Extracted data entries:
== Segment start ==

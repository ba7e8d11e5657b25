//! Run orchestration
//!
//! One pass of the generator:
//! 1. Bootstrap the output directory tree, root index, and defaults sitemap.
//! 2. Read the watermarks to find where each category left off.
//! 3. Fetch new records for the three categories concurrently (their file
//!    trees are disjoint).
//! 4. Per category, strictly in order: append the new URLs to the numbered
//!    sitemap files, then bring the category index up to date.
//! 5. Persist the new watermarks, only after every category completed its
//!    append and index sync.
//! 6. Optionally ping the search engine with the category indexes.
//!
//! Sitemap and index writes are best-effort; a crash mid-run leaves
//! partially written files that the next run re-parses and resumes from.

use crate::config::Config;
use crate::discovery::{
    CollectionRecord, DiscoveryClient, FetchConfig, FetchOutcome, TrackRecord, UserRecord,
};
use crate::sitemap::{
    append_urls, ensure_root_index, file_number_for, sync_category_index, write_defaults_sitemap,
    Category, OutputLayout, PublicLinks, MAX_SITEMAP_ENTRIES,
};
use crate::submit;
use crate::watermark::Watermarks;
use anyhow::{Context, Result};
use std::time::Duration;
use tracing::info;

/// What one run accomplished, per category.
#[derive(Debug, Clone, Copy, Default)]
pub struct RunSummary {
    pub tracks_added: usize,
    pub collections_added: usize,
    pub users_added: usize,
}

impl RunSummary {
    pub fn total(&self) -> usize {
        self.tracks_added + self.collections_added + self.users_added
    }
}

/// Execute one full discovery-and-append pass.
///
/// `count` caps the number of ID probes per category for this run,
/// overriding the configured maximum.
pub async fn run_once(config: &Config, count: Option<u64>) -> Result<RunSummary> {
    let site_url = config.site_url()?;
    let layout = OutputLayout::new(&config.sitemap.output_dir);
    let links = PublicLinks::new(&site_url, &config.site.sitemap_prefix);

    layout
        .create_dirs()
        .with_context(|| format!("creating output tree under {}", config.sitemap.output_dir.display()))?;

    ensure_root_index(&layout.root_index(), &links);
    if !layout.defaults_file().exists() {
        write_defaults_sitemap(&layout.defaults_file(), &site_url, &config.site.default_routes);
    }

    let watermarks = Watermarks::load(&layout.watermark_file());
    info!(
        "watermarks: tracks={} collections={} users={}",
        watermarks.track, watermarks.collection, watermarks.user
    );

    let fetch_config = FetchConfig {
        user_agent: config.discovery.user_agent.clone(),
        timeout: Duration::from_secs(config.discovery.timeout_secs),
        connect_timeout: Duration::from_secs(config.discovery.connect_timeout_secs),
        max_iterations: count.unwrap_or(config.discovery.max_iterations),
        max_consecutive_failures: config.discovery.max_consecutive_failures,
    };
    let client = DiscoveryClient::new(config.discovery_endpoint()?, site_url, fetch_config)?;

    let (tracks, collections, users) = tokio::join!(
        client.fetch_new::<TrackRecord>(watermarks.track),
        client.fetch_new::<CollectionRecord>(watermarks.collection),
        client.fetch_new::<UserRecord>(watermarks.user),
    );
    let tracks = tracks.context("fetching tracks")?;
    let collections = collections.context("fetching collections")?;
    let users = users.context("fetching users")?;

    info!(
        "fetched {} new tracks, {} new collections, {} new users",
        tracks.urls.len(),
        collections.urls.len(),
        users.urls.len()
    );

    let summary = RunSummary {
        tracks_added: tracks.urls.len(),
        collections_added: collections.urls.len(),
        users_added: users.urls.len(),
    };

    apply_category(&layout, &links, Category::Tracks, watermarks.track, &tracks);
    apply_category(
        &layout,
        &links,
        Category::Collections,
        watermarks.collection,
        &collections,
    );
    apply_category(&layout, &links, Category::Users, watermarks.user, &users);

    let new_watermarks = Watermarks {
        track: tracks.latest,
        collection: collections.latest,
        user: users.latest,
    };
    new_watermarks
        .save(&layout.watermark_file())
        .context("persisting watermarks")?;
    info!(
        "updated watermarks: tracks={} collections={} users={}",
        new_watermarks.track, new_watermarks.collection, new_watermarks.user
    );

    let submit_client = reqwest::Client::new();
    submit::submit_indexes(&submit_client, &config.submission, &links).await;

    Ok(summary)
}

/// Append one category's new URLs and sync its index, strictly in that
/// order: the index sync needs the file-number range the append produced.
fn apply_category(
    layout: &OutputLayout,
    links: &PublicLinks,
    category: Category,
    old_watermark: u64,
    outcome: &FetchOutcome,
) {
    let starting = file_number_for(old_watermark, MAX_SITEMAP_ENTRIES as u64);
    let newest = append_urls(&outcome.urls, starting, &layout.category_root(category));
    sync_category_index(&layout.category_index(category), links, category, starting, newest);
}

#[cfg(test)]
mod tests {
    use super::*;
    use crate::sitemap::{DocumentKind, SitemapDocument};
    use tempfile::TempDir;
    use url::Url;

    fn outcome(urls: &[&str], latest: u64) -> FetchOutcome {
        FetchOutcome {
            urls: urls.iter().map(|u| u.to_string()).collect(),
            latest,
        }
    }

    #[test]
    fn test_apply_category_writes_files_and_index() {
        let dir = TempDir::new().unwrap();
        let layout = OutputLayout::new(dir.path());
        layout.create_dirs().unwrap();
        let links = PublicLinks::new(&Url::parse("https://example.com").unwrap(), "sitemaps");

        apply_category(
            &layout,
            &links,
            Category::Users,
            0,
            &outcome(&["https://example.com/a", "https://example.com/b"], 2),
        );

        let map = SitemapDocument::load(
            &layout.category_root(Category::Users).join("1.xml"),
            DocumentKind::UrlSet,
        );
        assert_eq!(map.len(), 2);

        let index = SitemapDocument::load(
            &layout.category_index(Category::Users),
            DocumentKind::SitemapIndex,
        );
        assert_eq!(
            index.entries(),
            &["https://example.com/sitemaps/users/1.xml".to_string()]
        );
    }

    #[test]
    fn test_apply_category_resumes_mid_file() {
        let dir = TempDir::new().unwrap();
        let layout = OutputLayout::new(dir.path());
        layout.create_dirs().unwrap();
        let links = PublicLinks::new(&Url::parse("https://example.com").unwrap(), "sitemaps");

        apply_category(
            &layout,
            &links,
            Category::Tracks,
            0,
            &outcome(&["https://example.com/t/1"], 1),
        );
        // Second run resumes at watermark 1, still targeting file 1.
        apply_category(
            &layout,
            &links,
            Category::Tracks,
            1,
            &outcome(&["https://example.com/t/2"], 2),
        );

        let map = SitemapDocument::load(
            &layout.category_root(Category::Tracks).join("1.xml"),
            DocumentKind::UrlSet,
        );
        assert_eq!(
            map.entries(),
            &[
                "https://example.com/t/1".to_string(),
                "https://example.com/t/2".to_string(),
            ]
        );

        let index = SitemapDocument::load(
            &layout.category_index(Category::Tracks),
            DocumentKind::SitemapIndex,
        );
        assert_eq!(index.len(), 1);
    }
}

== Segment end ==
== Segment start ==

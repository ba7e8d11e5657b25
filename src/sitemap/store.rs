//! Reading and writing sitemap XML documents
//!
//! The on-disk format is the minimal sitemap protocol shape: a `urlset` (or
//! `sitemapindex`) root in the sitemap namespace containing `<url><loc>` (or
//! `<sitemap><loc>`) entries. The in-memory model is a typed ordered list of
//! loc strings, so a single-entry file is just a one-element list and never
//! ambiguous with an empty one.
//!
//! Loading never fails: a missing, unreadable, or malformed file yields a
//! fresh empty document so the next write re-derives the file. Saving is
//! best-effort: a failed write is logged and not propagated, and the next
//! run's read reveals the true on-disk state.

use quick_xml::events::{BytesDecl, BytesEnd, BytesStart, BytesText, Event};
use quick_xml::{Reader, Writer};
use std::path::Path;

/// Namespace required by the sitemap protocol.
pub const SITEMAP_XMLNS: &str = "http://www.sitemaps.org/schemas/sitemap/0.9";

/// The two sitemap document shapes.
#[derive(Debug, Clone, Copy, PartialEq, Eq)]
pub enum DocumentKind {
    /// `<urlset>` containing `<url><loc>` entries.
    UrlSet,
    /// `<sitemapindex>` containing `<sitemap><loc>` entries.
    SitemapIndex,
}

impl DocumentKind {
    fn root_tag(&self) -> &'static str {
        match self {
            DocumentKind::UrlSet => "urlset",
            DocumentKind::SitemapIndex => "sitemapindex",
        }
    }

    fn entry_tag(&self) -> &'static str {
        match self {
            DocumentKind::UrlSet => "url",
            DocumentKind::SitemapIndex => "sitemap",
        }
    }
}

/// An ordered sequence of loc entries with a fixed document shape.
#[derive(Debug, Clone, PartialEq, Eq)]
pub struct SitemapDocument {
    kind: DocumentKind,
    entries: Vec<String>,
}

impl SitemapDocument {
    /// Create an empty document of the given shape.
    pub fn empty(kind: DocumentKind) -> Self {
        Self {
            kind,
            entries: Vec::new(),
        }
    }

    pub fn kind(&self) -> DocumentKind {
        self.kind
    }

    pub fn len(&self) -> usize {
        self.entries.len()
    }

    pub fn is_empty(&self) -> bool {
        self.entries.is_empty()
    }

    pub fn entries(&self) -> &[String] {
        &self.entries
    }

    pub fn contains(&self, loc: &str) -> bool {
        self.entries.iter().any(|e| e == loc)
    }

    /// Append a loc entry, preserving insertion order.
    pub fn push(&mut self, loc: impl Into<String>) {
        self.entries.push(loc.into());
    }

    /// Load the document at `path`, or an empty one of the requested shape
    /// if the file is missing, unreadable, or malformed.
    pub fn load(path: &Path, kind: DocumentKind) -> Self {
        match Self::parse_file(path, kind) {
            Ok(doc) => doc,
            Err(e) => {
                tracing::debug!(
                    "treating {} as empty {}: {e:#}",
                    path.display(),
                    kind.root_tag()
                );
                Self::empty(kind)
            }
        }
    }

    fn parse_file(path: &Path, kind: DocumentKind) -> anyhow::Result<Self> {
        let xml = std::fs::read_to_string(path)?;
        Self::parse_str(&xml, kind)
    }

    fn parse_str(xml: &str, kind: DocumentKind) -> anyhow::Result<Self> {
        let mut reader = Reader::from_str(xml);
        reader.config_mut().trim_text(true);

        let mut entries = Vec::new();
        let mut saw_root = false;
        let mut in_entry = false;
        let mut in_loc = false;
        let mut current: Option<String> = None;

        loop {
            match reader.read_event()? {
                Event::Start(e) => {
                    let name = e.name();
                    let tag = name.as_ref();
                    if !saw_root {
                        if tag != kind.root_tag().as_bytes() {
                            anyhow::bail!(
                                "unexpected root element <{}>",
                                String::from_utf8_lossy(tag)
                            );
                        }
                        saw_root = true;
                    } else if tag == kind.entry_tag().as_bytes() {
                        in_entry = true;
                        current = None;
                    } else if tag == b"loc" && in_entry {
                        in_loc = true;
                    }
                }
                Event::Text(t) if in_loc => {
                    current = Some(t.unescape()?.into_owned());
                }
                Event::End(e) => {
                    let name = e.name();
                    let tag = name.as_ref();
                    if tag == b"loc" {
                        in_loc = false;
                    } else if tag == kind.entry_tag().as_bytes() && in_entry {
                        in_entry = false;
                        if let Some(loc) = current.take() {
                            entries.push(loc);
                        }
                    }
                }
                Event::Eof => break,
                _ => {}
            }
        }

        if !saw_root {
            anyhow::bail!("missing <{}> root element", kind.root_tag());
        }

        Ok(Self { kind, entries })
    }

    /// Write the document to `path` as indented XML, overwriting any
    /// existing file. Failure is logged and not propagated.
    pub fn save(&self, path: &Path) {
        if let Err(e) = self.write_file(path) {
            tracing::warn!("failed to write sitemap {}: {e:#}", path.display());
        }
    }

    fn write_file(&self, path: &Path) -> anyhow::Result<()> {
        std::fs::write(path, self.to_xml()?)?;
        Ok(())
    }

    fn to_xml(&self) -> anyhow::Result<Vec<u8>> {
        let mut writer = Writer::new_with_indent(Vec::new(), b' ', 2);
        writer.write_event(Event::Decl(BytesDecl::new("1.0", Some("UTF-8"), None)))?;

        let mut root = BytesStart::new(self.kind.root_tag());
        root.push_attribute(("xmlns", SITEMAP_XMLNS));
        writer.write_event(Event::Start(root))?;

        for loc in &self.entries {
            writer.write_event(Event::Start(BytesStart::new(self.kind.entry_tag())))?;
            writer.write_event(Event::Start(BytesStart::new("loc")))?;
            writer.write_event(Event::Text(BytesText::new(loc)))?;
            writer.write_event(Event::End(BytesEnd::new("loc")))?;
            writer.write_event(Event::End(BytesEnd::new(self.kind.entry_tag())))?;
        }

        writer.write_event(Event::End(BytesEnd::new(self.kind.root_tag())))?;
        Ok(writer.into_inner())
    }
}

== Segment end ==

Task goal: Take the stretch of lines above from the one containing "pub fn is_empty(&self)" through the one containing "saw_root = true;" and repeat it exactly, adding no other line.

Finished task:
    pub fn is_empty(&self) -> bool {
        self.entries.is_empty()
    }

    pub fn entries(&self) -> &[String] {
        &self.entries
    }

    pub fn contains(&self, loc: &str) -> bool {
        self.entries.iter().any(|e| e == loc)
    }

    /// Append a loc entry, preserving insertion order.
    pub fn push(&mut self, loc: impl Into<String>) {
        self.entries.push(loc.into());
    }

    /// Load the document at `path`, or an empty one of the requested shape
    /// if the file is missing, unreadable, or malformed.
    pub fn load(path: &Path, kind: DocumentKind) -> Self {
        match Self::parse_file(path, kind) {
            Ok(doc) => doc,
            Err(e) => {
                tracing::debug!(
                    "treating {} as empty {}: {e:#}",
                    path.display(),
                    kind.root_tag()
                );
                Self::empty(kind)
            }
        }
    }

    fn parse_file(path: &Path, kind: DocumentKind) -> anyhow::Result<Self> {
        let xml = std::fs::read_to_string(path)?;
        Self::parse_str(&xml, kind)
    }

    fn parse_str(xml: &str, kind: DocumentKind) -> anyhow::Result<Self> {
        let mut reader = Reader::from_str(xml);
        reader.config_mut().trim_text(true);

        let mut entries = Vec::new();
        let mut saw_root = false;
        let mut in_entry = false;
        let mut in_loc = false;
        let mut current: Option<String> = None;

        loop {
            match reader.read_event()? {
                Event::Start(e) => {
                    let name = e.name();
                    let tag = name.as_ref();
                    if !saw_root {
                        if tag != kind.root_tag().as_bytes() {
                            anyhow::bail!(
                                "unexpected root element <{}>",
                                String::from_utf8_lossy(tag)
                            );
                        }
                        saw_root = true;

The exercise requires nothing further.